Those APIs are documented by their respective tracking, artifact, and run-tag guides.^[1]^[2]^[3]^[4] A real integration would require installing the chosen SDK and configuring storage and authentication, so these snippets are intentionally not executed here:

mlflow-shape.py

import mlflow

mlflow.set_experiment("ci-claim-gate-repair")
with mlflow.start_run(run_name="ci-answerer-v1.2-fix-b"):
    mlflow.log_params({"template_id": "...", "evaluation_sha": "..."})
    mlflow.log_metrics({"unsafe_claim_served": 0, "unnecessary_abstention": 0})
    mlflow.set_tags({"incident_request_id": "req_205", "decision": "canary_review"})
    mlflow.log_artifact("templates/ci-answerer-v1.2-fix-b.json")
    mlflow.log_artifact("reports/redacted-eval.json")

wandb-shape.py

import wandb

candidate_bundle = wandb.Artifact("v1.2-fix-b-bundle", type="candidate")
candidate_bundle.add_file("templates/ci-answerer-v1.2-fix-b.json")
candidate_bundle.add_file("reports/redacted-eval.json")

with wandb.init(
    project="ci-claim-gate-repair",
    name="ci-answerer-v1.2-fix-b",
    config={"template_id": "...", "evaluation_sha": "..."},
    tags=["incident:req_205", "canary_review"],
) as run:
    run.log({"unsafe_claim_served": 0, "unnecessary_abstention": 0})
    run.log_artifact(candidate_bundle)

Choose a platform because it fits your team's storage, access, dashboards, and deployment workflow. Don't confuse tool selection with experimental rigor. Either platform can preserve an under-specified or misleading run if you don't define inputs and guardrails first.
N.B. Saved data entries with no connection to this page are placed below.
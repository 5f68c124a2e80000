//! `seoscribe`: score content for SEO and readability from the command line.

use std::io::Write;
use std::process;

use clap::Parser;
use env_logger::Builder;

use seoscribe::cli::args::SeoscribeArgs;
use seoscribe::cli::commands::execute_command;

fn main() {
    let args = SeoscribeArgs::parse();

    Builder::new()
        .filter_level(args.log_level())
        .format(|buf, record| writeln!(buf, "[{}] {}", record.level(), record.args()))
        .init();

    if let Err(e) = execute_command(args) {
        eprintln!("seoscribe: {e}");
        process::exit(1);
    }
}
Forked experiment review contract where one incident trace and one pinned evaluation suite feed two repair runs; run 002 stays recorded as rejected for unnecessary abstention, while run 003 keeps rollback target and canary-only scope because it passes both review gates. — Selected branch doesn't erase failed repair. Both outcomes stay attached to same contract, while only run 003 carries rollback and canary scope.
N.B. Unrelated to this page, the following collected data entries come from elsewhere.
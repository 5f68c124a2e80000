//! Command implementations for the seoscribe CLI.

use std::fs;
use std::io::{self, Read};
use std::path::Path;
use std::time::Instant;

use rayon::prelude::*;

use crate::cli::args::*;
use crate::cli::output::*;
use crate::error::Result;
use crate::seo::config::ScoringConfig;
use crate::seo::engine::SeoEngine;

/// Execute a CLI command.
pub fn execute_command(args: SeoscribeArgs) -> Result<()> {
    let engine = load_engine(&args)?;

    match &args.command {
        Command::Analyze(analyze_args) => analyze_files(analyze_args, &engine, &args),
        Command::Keywords(keyword_args) => extract_keywords(keyword_args, &engine, &args),
        Command::Readability(readability_args) => {
            score_readability(readability_args, &engine, &args)
        }
        Command::Compare(compare_args) => compare_files(compare_args, &engine, &args),
    }
}

/// Build the engine, applying the scoring configuration file when given.
pub fn load_engine(args: &SeoscribeArgs) -> Result<SeoEngine> {
    match &args.config {
        Some(path) => {
            log::info!("loading scoring configuration from {}", path.display());
            SeoEngine::with_config(ScoringConfig::from_file(path)?)
        }
        None => Ok(SeoEngine::new()),
    }
}

/// Read a content file, or stdin for `-`.
pub fn read_content(path: &Path) -> Result<String> {
    if path.as_os_str() == "-" {
        let mut content = String::new();
        io::stdin().read_to_string(&mut content)?;
        Ok(content)
    } else {
        Ok(fs::read_to_string(path)?)
    }
}

fn display_name(path: &Path) -> String {
    path.to_string_lossy().to_string()
}

/// Keyword list from the command line, `None` when empty.
fn keyword_list(keywords: &[String]) -> Option<&[String]> {
    if keywords.is_empty() {
        None
    } else {
        Some(keywords)
    }
}

/// Analyze every file; inputs are read in order, analyses run in parallel.
fn analyze_files(args: &AnalyzeArgs, engine: &SeoEngine, cli_args: &SeoscribeArgs) -> Result<()> {
    let start_time = Instant::now();

    let inputs = args
        .files
        .iter()
        .map(|path| Ok((display_name(path), read_content(path)?)))
        .collect::<Result<Vec<_>>>()?;

    let keywords = keyword_list(&args.keywords);
    let results: Vec<FileAnalysis> = inputs
        .par_iter()
        .map(|(file, content)| FileAnalysis {
            file: file.clone(),
            analysis: engine.analyze(content, keywords),
        })
        .collect();

    log::info!(
        "analyzed {} file(s) in {}ms",
        results.len(),
        start_time.elapsed().as_millis()
    );

    output_result("SEO analysis", &AnalysisResults { results }, cli_args)
}

fn extract_keywords(
    args: &KeywordsArgs,
    engine: &SeoEngine,
    cli_args: &SeoscribeArgs,
) -> Result<()> {
    let content = read_content(&args.file)?;

    let details = if args.details {
        Some(
            engine
                .rank_keywords(&content)
                .into_iter()
                .take(args.count)
                .collect::<Vec<_>>(),
        )
    } else {
        None
    };
    let keywords = match &details {
        Some(candidates) => candidates.iter().map(|c| c.text.clone()).collect(),
        None => engine.extract_keywords(&content, args.count),
    };

    output_result(
        "Keyword extraction",
        &KeywordResults {
            file: display_name(&args.file),
            keywords,
            details,
        },
        cli_args,
    )
}

fn score_readability(
    args: &ReadabilityArgs,
    engine: &SeoEngine,
    cli_args: &SeoscribeArgs,
) -> Result<()> {
    let content = read_content(&args.file)?;

    output_result(
        "Readability",
        &ReadabilityReport {
            file: display_name(&args.file),
            readability: engine.calculate_readability(&content),
        },
        cli_args,
    )
}

fn compare_files(args: &CompareArgs, engine: &SeoEngine, cli_args: &SeoscribeArgs) -> Result<()> {
    let original = read_content(&args.original)?;
    let optimized = read_content(&args.optimized)?;

    let analysis = engine.compare(&original, &optimized, keyword_list(&args.keywords));
    let improvement = analysis.improvement();

    output_result(
        "Comparison",
        &ComparisonReport {
            original_file: display_name(&args.original),
            optimized_file: display_name(&args.optimized),
            analysis,
            improvement,
        },
        cli_args,
    )
}

#[cfg(test)]
mod tests {
    use super::*;
    use crate::error::SeoError;
    use clap::Parser;
    use std::io::Write;
    use tempfile::NamedTempFile;

    fn content_file(content: &str) -> NamedTempFile {
        let mut file = NamedTempFile::new().unwrap();
        write!(file, "{content}").unwrap();
        file
    }

    #[test]
    fn test_read_content_from_file() {
        let file = content_file("Hello world.");
        assert_eq!(read_content(file.path()).unwrap(), "Hello world.");
    }

    #[test]
    fn test_read_missing_file() {
        let err = read_content(Path::new("/definitely/not/here.md")).unwrap_err();
        assert!(matches!(err, SeoError::Io(_)));
    }

    #[test]
    fn test_load_engine_with_config() {
        let config = content_file(r#"{"recommendation_threshold": 0.0}"#);
        let path = config.path().to_string_lossy().to_string();
        let args = SeoscribeArgs::try_parse_from([
            "seoscribe",
            "--config",
            path.as_str(),
            "readability",
            "-",
        ])
        .unwrap();

        let engine = load_engine(&args).unwrap();
        assert_eq!(engine.config().recommendation_threshold, 0.0);
    }

    #[test]
    fn test_load_engine_with_invalid_config() {
        let config = content_file(r#"{"weights": {"length": 0.9}}"#);
        let path = config.path().to_string_lossy().to_string();
        let args = SeoscribeArgs::try_parse_from([
            "seoscribe",
            "--config",
            path.as_str(),
            "readability",
            "-",
        ])
        .unwrap();

        assert!(matches!(load_engine(&args), Err(SeoError::Config(_))));
    }

    #[test]
    fn test_execute_analyze_json() {
        let file = content_file("Rust tooling. Rust crates. Rust compiler.");
        let path = file.path().to_string_lossy().to_string();
        let args = SeoscribeArgs::try_parse_from([
            "seoscribe",
            "--format",
            "json",
            "analyze",
            path.as_str(),
            path.as_str(),
        ])
        .unwrap();

        execute_command(args).unwrap();
    }
}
Don't delete rejected experiments. Their failure reason is part of the evidence. A future reviewer should see that the first repair eliminated unsafe claims but failed a usefulness guardrail.

rejection-reasons.py

def review_status(run: RunRecord) -> str:
    if run.metrics["unsafe_claim_served"] > 0:
        return "REJECT_UNSAFE_SERVE"
    if run.metrics["unnecessary_abstention"] > 0:
        return "REJECT_UNNECESSARY_ABSTENTION"
    return "ELIGIBLE_FOR_CANARY_REVIEW"

for run in tracker.runs:
    print(f"{run.params['template_id']}={review_status(run)}")

Output

ci-answerer-v1.1-regression=REJECT_UNSAFE_SERVE
ci-answerer-v1.2-fix=REJECT_UNNECESSARY_ABSTENTION
ci-answerer-v1.2-fix-b=ELIGIBLE_FOR_CANARY_REVIEW

Turn passing metrics into a limited decision

Even a passing offline run isn't authority to deploy broadly. This lab's cases are synthetic and tiny. A correct decision says exactly what the evidence supports: the revised candidate may enter canary review, with a rollback pointer and continued monitoring of the same safety invariant.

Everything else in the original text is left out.